Un postino al lavoro

Il potente sindacato Cisl-Poste si è accorto che il volume della corrispondenza è diminuito drasticamente perché – notizia del giorno – la gente usa la mail. A rischio ci sarebbero 10.600 postini. Subito l’ad di Poste Italiane Sarmi ha rassicurato: nessun problema i postini faranno altro.

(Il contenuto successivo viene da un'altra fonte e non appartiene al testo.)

//! Multi-step upload workflows.
//!
//! Each workflow creates a fresh asset version on an existing asset, an
//! artifact and a test under it, then hands the test to an uploader.

use std::path::Path;

use crate::client::FiniteStateClient;
use crate::error::{FiniteStateError, Result};
use crate::models::{
    Artifact, Asset, CreateArtifactParams, CreateAssetVersionParams, CreateTestParams,
    CreatedAssetVersion, Test, TestType, UploadMethod,
};
use crate::traits::{require, Create, Get};
use crate::upload;

/// Where and how to create the entities for an upload.
#[derive(Debug, Clone, Default)]
pub struct NewAssetVersion {
    pub asset_id: String,
    /// Name of the new asset version.
    pub version: String,
    /// Defaults to the asset's business unit.
    pub business_unit_id: Option<String>,
    /// Defaults to the asset's creator.
    pub created_by_user_id: Option<String>,
    /// Added to the asset's products when set.
    pub product_id: Option<String>,
    /// Appended to the artifact name.
    pub artifact_description: Option<String>,
    pub upload_method: UploadMethod,
}

impl NewAssetVersion {
    pub fn new(asset_id: impl Into<String>, version: impl Into<String>) -> Self {
        Self {
            asset_id: asset_id.into(),
            version: version.into(),
            ..Default::default()
        }
    }

    fn validate(&self) -> Result<()> {
        require(&self.asset_id, "asset ID")?;
        require(&self.version, "version")
    }
}

/// Create an asset version, artifact and test ready to receive a file.
///
/// Returns the new test ID.
///
/// # Errors
///
/// * [`FiniteStateError::Validation`] if the asset ID, version or test type
///   is empty, or the business unit or creator is neither given nor known
///   from the asset
/// * [`FiniteStateError::NotFound`] if the asset does not exist
#[tracing::instrument(skip(client, target), fields(asset_id = %target.asset_id, version = %target.version))]
pub async fn create_new_asset_version_artifact_and_test_for_upload(
    client: &FiniteStateClient,
    target: &NewAssetVersion,
    test_type: &TestType,
) -> Result<String> {
    target.validate()?;
    require(test_type.as_str(), "test type")?;

    let asset = Asset::get(client, &target.asset_id).await?;

    let mut product_ids = asset.product_ids().to_vec();
    if let Some(product_id) = &target.product_id {
        if !product_ids.contains(product_id) {
            product_ids.push(product_id.clone());
        }
    }

    let business_unit_id = target
        .business_unit_id
        .clone()
        .or_else(|| asset.business_unit_id().map(str::to_string))
        .ok_or_else(|| {
            FiniteStateError::validation(
                "business unit ID is required and could not be read from the asset",
            )
        })?;
    let created_by_user_id = target
        .created_by_user_id
        .clone()
        .or_else(|| asset.created_by_id().map(str::to_string))
        .ok_or_else(|| {
            FiniteStateError::validation(
                "created by user ID is required and could not be read from the asset",
            )
        })?;

    let created = CreatedAssetVersion::create(
        client,
        &CreateAssetVersionParams {
            asset_id: target.asset_id.clone(),
            name: target.version.clone(),
            created_by_user_id: Some(created_by_user_id.clone()),
            product_id: target.product_id.clone(),
        },
    )
    .await?;
    let asset_version_id = created.asset_version.id;
    tracing::debug!("Created asset version {}", asset_version_id);

    let description = target.artifact_description.as_deref().unwrap_or(match test_type {
        TestType::BinaryAnalysis => "Binary",
        _ => "Unspecified Artifact",
    });
    let artifact = Artifact::create(
        client,
        &CreateArtifactParams {
            business_unit_id: business_unit_id.clone(),
            created_by_user_id: created_by_user_id.clone(),
            asset_version_id,
            name: format!("{} {} - {}", asset.name, target.version, description),
            product_ids: product_ids.clone(),
        },
    )
    .await?;

    let test_name = match test_type {
        TestType::BinaryAnalysis => {
            format!("{} {} - Finite State Binary Analysis", asset.name, target.version)
        }
        other => format!("{} {} - {}", asset.name, target.version, other),
    };
    let test = Test::create(
        client,
        &CreateTestParams {
            business_unit_id,
            created_by_user_id,
            asset_id: target.asset_id.clone(),
            artifact_id: artifact.id,
            name: test_name,
            product_ids,
            test_type: test_type.clone(),
            upload_method: target.upload_method,
        },
    )
    .await?;

    tracing::info!("Created test {} on asset {}", test.id, target.asset_id);
    Ok(test.id)
}

/// Create a new asset version and upload a binary to it for analysis.
///
/// The artifact description defaults to `Firmware Binary`. Returns the
/// key reported by the processing launch.
///
/// # Errors
///
/// Same as [`create_new_asset_version_artifact_and_test_for_upload`] and
/// [`upload::upload_file_for_binary_analysis`]. The chunk size is checked
/// before anything is created.
pub async fn create_new_asset_version_and_upload_binary(
    client: &FiniteStateClient,
    target: &NewAssetVersion,
    path: impl AsRef<Path>,
    chunk_size: u64,
    quick_scan: bool,
) -> Result<String> {
    target.validate()?;
    upload::ChunkSize::new(chunk_size)?;

    let mut target = target.clone();
    target
        .artifact_description
        .get_or_insert_with(|| "Firmware Binary".to_string());

    let test_id =
        create_new_asset_version_artifact_and_test_for_upload(client, &target, &TestType::BinaryAnalysis)
            .await?;
    upload::upload_file_for_binary_analysis(client, &test_id, path, chunk_size, quick_scan).await
}

/// Create a new asset version and upload third-party scanner results to it.
///
/// Returns the key reported by the processing launch.
///
/// # Errors
///
/// Same as [`create_new_asset_version_artifact_and_test_for_upload`] and
/// [`upload::upload_test_results_file`].
pub async fn create_new_asset_version_and_upload_test_results(
    client: &FiniteStateClient,
    target: &NewAssetVersion,
    test_type: &TestType,
    path: impl AsRef<Path>,
) -> Result<String> {
    let test_id = create_new_asset_version_artifact_and_test_for_upload(client, target, test_type).await?;
    upload::upload_test_results_file(client, &test_id, path).await
}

E’ necessario tuttavia tradurre il sindacalese in qualcosa di più comprensibile. Nel 2011 per il settore del recapito scatta la liberalizzazione: altri soggetti potranno consegnare la corrispondenza. Poste Italiane hanno un piano per affrontare questa nuova situazione che punta anzitutto a migliorare il servizio: iniziando dalla consegna della posta non più solo la mattina. Le Poste hanno capito che la mattina le case degli italiani sono vuote, che i condomini non hanno più portieri e che spesso il volume della corrispondenza che torna indietro è più un problema per le Poste che per i cittadini: certo noi siamo costretti a fare la fila per ritirare una raccomandata, ma l’aggravio di lavoro per l’intero sistema è ciclopico. Una delle regole della logistica è di evitare il reso: proprio quello che succede ai postini che non riescono a consegnare la posta.

Ma migliorare il servizio significa cambiare gli orari, ridisegnare l’organizzazione: insomma i postini devono lasciare pur qualcosa. Ed ecco che la potente Cisl-Poste nell’anno orribile per l’occupazione lancia il suo grido luddistico d’allarme: la mail fa perdere il lavoro ai postini.  Cisl-Poste alza il tiro sapendo benissimo che nessuno perderà il posto ma questo basta a rallentare ogni progetto. Come quello di allargare a tabaccherie e similari la possibilità di gestire alcuni servizi di tipo finanziario. Per chi per anni ha fatto nelle Poste il bello e cattivo tempo forse è un po troppo!